Your goal
Repeat exactly the lines of the entries below from the one with "including the first" through the one with "fn main() ->", both ends included, and nothing else.
=== Section Start ===
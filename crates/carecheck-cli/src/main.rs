//! carecheck - childcare inspection checklist scraper
//!
//! Fetches facility inspections from the Utah Child Care Licensing public API,
//! downloads each inspection checklist, and extracts census, contact person
//! and licensor from it, with OCR for scanned forms.

use std::sync::Arc;

use anyhow::Result;
use clap::{Parser, Subcommand};

mod cmd;
mod config;

use cmd::fetch::HttpOverrides;
use config::Config;

#[derive(Parser)]
#[command(name = "carecheck")]
#[command(about = "Childcare inspection checklist scraper")]
#[command(version)]
struct Cli {
    #[command(subcommand)]
    command: Command,

    /// Enable debug logging
    #[arg(long, global = true)]
    debug: bool,

    /// Config file path (default: ./carecheck.toml or ~/.config/carecheck/config.toml)
    #[arg(short, long, global = true)]
    config: Option<std::path::PathBuf>,

    /// Per-request timeout in seconds
    #[arg(long, global = true)]
    timeout: Option<u64>,

    /// Download attempts per URL, including the first
    #[arg(long, global = true)]
    max_attempts: Option<u32>,
}

#[derive(Subcommand)]
enum Command {
    /// Fetch facilities and extract their inspection checklists
    Fetch(cmd::fetch::FetchArgs),
    /// Re-run extraction over a directory of saved checklist PDFs
    Extract(cmd::extract::ExtractArgs),
    /// Show current configuration
    Config,
}

fn main() -> Result<()> {
    let cli = Cli::parse();

    // Progress context (TTY auto-detect)
    let progress = Arc::new(carecheck_core::ProgressContext::new());

    // Logging:
    //   TTY:     quiet (warn) unless --debug; progress bars show activity
    //   non-TTY: info unless --debug; logs are the only progress indicator
    let is_tty = progress.is_tty();
    let multi = if is_tty { Some(progress.multi()) } else { None };
    let quiet = if is_tty { !cli.debug } else { false };
    carecheck_core::init_logging(quiet, cli.debug, multi);

    let config = if let Some(path) = &cli.config {
        Config::from_file(path)?
    } else {
        Config::load()?
    };

    let overrides = HttpOverrides {
        timeout: cli.timeout,
        max_attempts: cli.max_attempts,
    };

    match cli.command {
        Command::Fetch(args) => cmd::fetch::run(args, &config, overrides, &progress),
        Command::Extract(args) => cmd::extract::run(args, &config),
        Command::Config => {
            let http = config.http.http_config(overrides.timeout);
            let retry = config.http.retry_policy(overrides.max_attempts);
            let ids = match &config.utah.ids_file {
                Some(path) => format!("file {}", path.display()),
                None => format!("{} in config", config.utah.ids.len()),
            };

            cmd::print_summary(
                "Setting",
                &[
                    ("Facility URL", config.utah.facility_url.clone()),
                    ("Checklist URL", config.utah.checklist_url.clone()),
                    ("Facility IDs", ids),
                    ("Max inspections", config.utah.max_inspections.to_string()),
                    ("Max checklists", config.utah.max_checklists.to_string()),
                    ("Request delay", format!("{}ms", config.utah.request_delay_ms)),
                    ("Output directory", config.output.dir.display().to_string()),
                    ("JSON file", config.output.json_file.display().to_string()),
                    ("Checklist directory", config.output.checklist_dir.display().to_string()),
                    ("Timeout", format!("{}s", http.timeout.as_secs())),
                    ("User agent", http.user_agent),
                    (
                        "Retry",
                        format!(
                            "{} attempts ({}s after timeout, {}s after error)",
                            retry.max_attempts,
                            retry.timeout_delay.as_secs(),
                            retry.error_delay.as_secs()
                        ),
                    ),
                    (
                        "OCR",
                        if cfg!(feature = "ocr") && config.ocr.enabled {
                            format!("enabled ({} dpi)", config.ocr.dpi)
                        } else {
                            "disabled".to_string()
                        },
                    ),
                    (
                        "OCR models",
                        config
                            .ocr
                            .model_dir
                            .as_ref()
                            .map_or_else(|| "default".to_string(), |p| p.display().to_string()),
                    ),
                ],
            );
            Ok(())
        }
    }
}
//! First-page access for checklist PDFs
//!
//! `lopdf` parses the document and reads the text layer; `hayro` rasterizes
//! the page for OCR.

use std::sync::Arc;

use image::RgbImage;

use crate::error::DocumentError;

/// PDF points per inch
const POINTS_PER_INCH: f32 = 72.0;

/// The parts of a document the extractor looks at.
pub trait PageSource {
    fn page_count(&self) -> usize;

    /// Text layer of the first page. Empty when the page is a scan.
    fn first_page_text(&self) -> Result<String, DocumentError>;

    /// First page rendered at `dpi`.
    fn render_first_page(&self, dpi: u32) -> Result<RgbImage, DocumentError>;
}

/// Parsed PDF held in memory.
pub struct PdfDocument {
    doc: lopdf::Document,
    data: Arc<Vec<u8>>,
}

impl std::fmt::Debug for PdfDocument {
    fn fmt(&self, f: &mut std::fmt::Formatter<'_>) -> std::fmt::Result {
        f.debug_struct("PdfDocument")
            .field("bytes", &self.data.len())
            .field("pages", &self.page_count())
            .finish_non_exhaustive()
    }
}

impl PdfDocument {
    /// Parse `bytes` as a PDF.
    pub fn open(bytes: &[u8]) -> Result<Self, DocumentError> {
        let doc =
            lopdf::Document::load_mem(bytes).map_err(|e| DocumentError::Parse(e.to_string()))?;
        Ok(Self {
            doc,
            data: Arc::new(bytes.to_vec()),
        })
    }

    /// Page number (1-based, as lopdf keys them) of the first page
    fn first_page_number(&self) -> Option<u32> {
        self.doc.get_pages().keys().next().copied()
    }
}

impl PageSource for PdfDocument {
    fn page_count(&self) -> usize {
        self.doc.get_pages().len()
    }

    fn first_page_text(&self) -> Result<String, DocumentError> {
        let Some(page) = self.first_page_number() else {
            return Ok(String::new());
        };
        self.doc
            .extract_text(&[page])
            .map_err(|e| DocumentError::Text(e.to_string()))
    }

    fn render_first_page(&self, dpi: u32) -> Result<RgbImage, DocumentError> {
        use hayro::{InterpreterSettings, Pdf, RenderSettings};

        let pdf = Pdf::new(self.data.clone())
            .map_err(|e| DocumentError::Render(format!("failed to parse PDF: {e:?}")))?;
        let pages = pdf.pages();
        let page = pages
            .get(0)
            .ok_or_else(|| DocumentError::Render("document has no pages".to_string()))?;

        let media_box = page.media_box();
        let width = (media_box.x1 - media_box.x0) as f32;
        let height = (media_box.y1 - media_box.y0) as f32;
        if width <= 0.0 || height <= 0.0 {
            return Err(DocumentError::Render(format!(
                "invalid page size: {width}x{height}"
            )));
        }

        let scale = dpi as f32 / POINTS_PER_INCH;
        let settings = RenderSettings {
            x_scale: scale,
            y_scale: scale,
            ..Default::default()
        };
        let pixmap = hayro::render(page, &InterpreterSettings::default(), &settings);

        // RGBA -> RGB
        let rgb: Vec<u8> = pixmap
            .data_as_u8_slice()
            .chunks_exact(4)
            .flat_map(|px| [px[0], px[1], px[2]])
            .collect();

        RgbImage::from_raw(u32::from(pixmap.width()), u32::from(pixmap.height()), rgb)
            .ok_or_else(|| DocumentError::Render("pixmap size mismatch".to_string()))
    }
}

#[cfg(test)]
mod tests {
    use super::*;
    use crate::testing::build_pdf;

    #[test]
    fn open_rejects_garbage() {
        let err = PdfDocument::open(b"definitely not a pdf").unwrap_err();
        assert!(matches!(err, DocumentError::Parse(_)));
    }

    #[test]
    fn page_count_matches() {
        let bytes = build_pdf(&[&["one"], &["two"]]);
        let doc = PdfDocument::open(&bytes).unwrap();
        assert_eq!(doc.page_count(), 2);
    }

    #[test]
    fn empty_document_has_no_pages() {
        let bytes = build_pdf(&[]);
        let doc = PdfDocument::open(&bytes).unwrap();
        assert_eq!(doc.page_count(), 0);
        assert_eq!(doc.first_page_text().unwrap(), "");
    }

    #[test]
    fn reads_first_page_only() {
        let bytes = build_pdf(&[&["Approved # of Present", "12"], &["second page"]]);
        let doc = PdfDocument::open(&bytes).unwrap();
        let text = doc.first_page_text().unwrap();
        assert!(text.contains("Approved # of Present"));
        assert!(text.contains("12"));
        assert!(!text.contains("second page"));
    }
}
=== Section End ===
Solution to this exercise
    /// Download attempts per URL, including the first
    #[arg(long, global = true)]
    max_attempts: Option<u32>,
}

#[derive(Subcommand)]
enum Command {
    /// Fetch facilities and extract their inspection checklists
    Fetch(cmd::fetch::FetchArgs),
    /// Re-run extraction over a directory of saved checklist PDFs
    Extract(cmd::extract::ExtractArgs),
    /// Show current configuration
    Config,
}

fn main() -> Result<()> {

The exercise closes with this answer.